Jump to content

Protect license key verification


Jon Erickson

Recommended Posts

Posted

Hey all, I am working on finishing up a IPB module and will be enabling commerce license keys for those who purchase the product - it will be sold using a subscription based model. Im not looking for actually coding answers, but in generalities, how might I protect the license key check portion of the application from any user just deleting the code from the php file so that the license key verification doesn't take place? Thanks!

Posted
27 minutes ago, Jon Erickson said:

How does IPB protect their software? Do you know if they support encoding such as ioncube?

I think there was some talk about IPS not permitting encoded files on the Marketplace but I could be wrong. As for IPS, there is a hardcoded license check. It can be removed by commenting it out, and there are numerous sites that offer pirated versions. Like a lot of PHP projects, they mostly work on ordinary users not knowing how to remove the license check, copyright enforcement and the honour system.

Posted
On 7/20/2018 at 1:28 PM, Jon Erickson said:

How does IPB protect their software?

For cloud instances, the protection comes from not giving the customer direct access to the site's files.   For self-hosted customers, they don't.   We have full access to the IPS source code.  

I don't think the Software as a Service model is going to work for you in the IPS community.   Partly because as @G17 Media pointed out, Invision have rules that explicitly prohibit encrypting files on the Marketplace, and partially because nobody uses this model today.  

Posted

You need to host your customer's data on servers you control and implement your IPS app using a REST API (with authentication) to the business logic that retrieves/updates the customer's data. The IPS app becomes the UI to the customer, but the REST API implements the backend of the app. Make the API very high level and not at the SQL level so someone who wants to pirate your app needs to implement the logic in the protected backend.

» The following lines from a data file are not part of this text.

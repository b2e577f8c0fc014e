use core::fmt::{self, Debug, Display};
use embedded_hal::blocking::spi::Transfer;
use embedded_hal::digital::v2::OutputPin;

mod private {
    #[derive(Debug)]
    pub enum Private {}
}

/// The error type used by this library.
///
/// This can encapsulate an SPI or GPIO error (a fault on the bus itself), and
/// adds the DataFlash protocol errors on top of that. None of these are
/// retried internally: after a [`DeviceTimeout`](Error::DeviceTimeout) the
/// content of the chip's SRAM buffers is unknown, and it is up to the caller
/// to abort the session or restart it from the last confirmed page.
pub enum Error<SPI: Transfer<u8>, CS: OutputPin> {
    /// An SPI transfer failed.
    Spi(SPI::Error),

    /// A GPIO could not be set.
    Gpio(CS::Error),

    /// The chip did not report ready before the wait policy gave up.
    DeviceTimeout,

    /// The wait policy was cancelled while waiting for the chip.
    Cancelled,

    /// A page index outside of the configured chip's page array.
    InvalidAddress,

    /// An operation was issued in a state that doesn't allow it.
    ///
    /// This happens when feeding bytes without an open sequential write, when
    /// mixing page-wise and byte-wise sequential reads, or when a command
    /// would assert a chip-select while another one is still asserted.
    SequenceMisuse,

    /// A caller supplied buffer doesn't match the page size.
    BufferLength,

    /// Status register contained unexpected flags.
    ///
    /// The driver reads `0xFF` from a floating MISO line, which is what
    /// happens when no chip is connected.
    UnexpectedStatus,

    #[doc(hidden)]
    __NonExhaustive(private::Private),
}

impl<SPI: Transfer<u8>, CS: OutputPin> Debug for Error<SPI, CS>
where
    SPI::Error: Debug,
    CS::Error: Debug,
{
    fn fmt(&self, f: &mut fmt::Formatter<'_>) -> fmt::Result {
        match self {
            Error::Spi(spi) => write!(f, "Error::Spi({:?})", spi),
            Error::Gpio(gpio) => write!(f, "Error::Gpio({:?})", gpio),
            Error::DeviceTimeout => f.write_str("Error::DeviceTimeout"),
            Error::Cancelled => f.write_str("Error::Cancelled"),
            Error::InvalidAddress => f.write_str("Error::InvalidAddress"),
            Error::SequenceMisuse => f.write_str("Error::SequenceMisuse"),
            Error::BufferLength => f.write_str("Error::BufferLength"),
            Error::UnexpectedStatus => f.write_str("Error::UnexpectedStatus"),
            Error::__NonExhaustive(_) => unreachable!(),
        }
    }
}

impl<SPI: Transfer<u8>, CS: OutputPin> Display for Error<SPI, CS>
where
    SPI::Error: Display,
    CS::Error: Display,
{
    fn fmt(&self, f: &mut fmt::Formatter<'_>) -> fmt::Result {
        match self {
            Error::Spi(spi) => write!(f, "SPI error: {}", spi),
            Error::Gpio(gpio) => write!(f, "GPIO error: {}", gpio),
            Error::DeviceTimeout => f.write_str("timed out waiting for the chip to become ready"),
            Error::Cancelled => f.write_str("wait for the chip was cancelled"),
            Error::InvalidAddress => f.write_str("page address out of range"),
            Error::SequenceMisuse => f.write_str("operation not allowed in the current state"),
            Error::BufferLength => f.write_str("buffer length does not match the page size"),
            Error::UnexpectedStatus => f.write_str("unexpected value in status register"),
            Error::__NonExhaustive(_) => unreachable!(),
        }
    }
}
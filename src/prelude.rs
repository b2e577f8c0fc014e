//! Brings the crate's traits into scope without their names.
//!
//! ```
//! use dataflash::prelude::*;
//! ```

pub use crate::transport::WaitPolicy as _;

It is futile to try to protect your PHP code that needs to run on servers you do not control. You would severely restrict your sales if you tried to distribute encrypted files in PHP. 

If you don't want to deploy your app's backend on your own servers (and making the service highly available to licensed clients), you could implement the backend in a compiled language (like Go). The backend portion of your app could expose the same REST API to the PHP portion of your app. It is easy enough to distribute your Go app in a docker container and have the Go app authenticate with a license key server that you control (on start up or periodically, like IPS does). You would need to make sure the app container could be deployed for high availability (multiple instances on customer's servers) and that the app would still work if unable to contact your license key server for a couple of days or weeks. Nothing worse for a site operator than to have a dependency on an external service that might not have 100% availability and fails on temporary outages.

Archived

This topic is now archived and is closed to further replies.

  • Recently Browsing   0 members

    • No registered users viewing this page.
×
×
  • Create New...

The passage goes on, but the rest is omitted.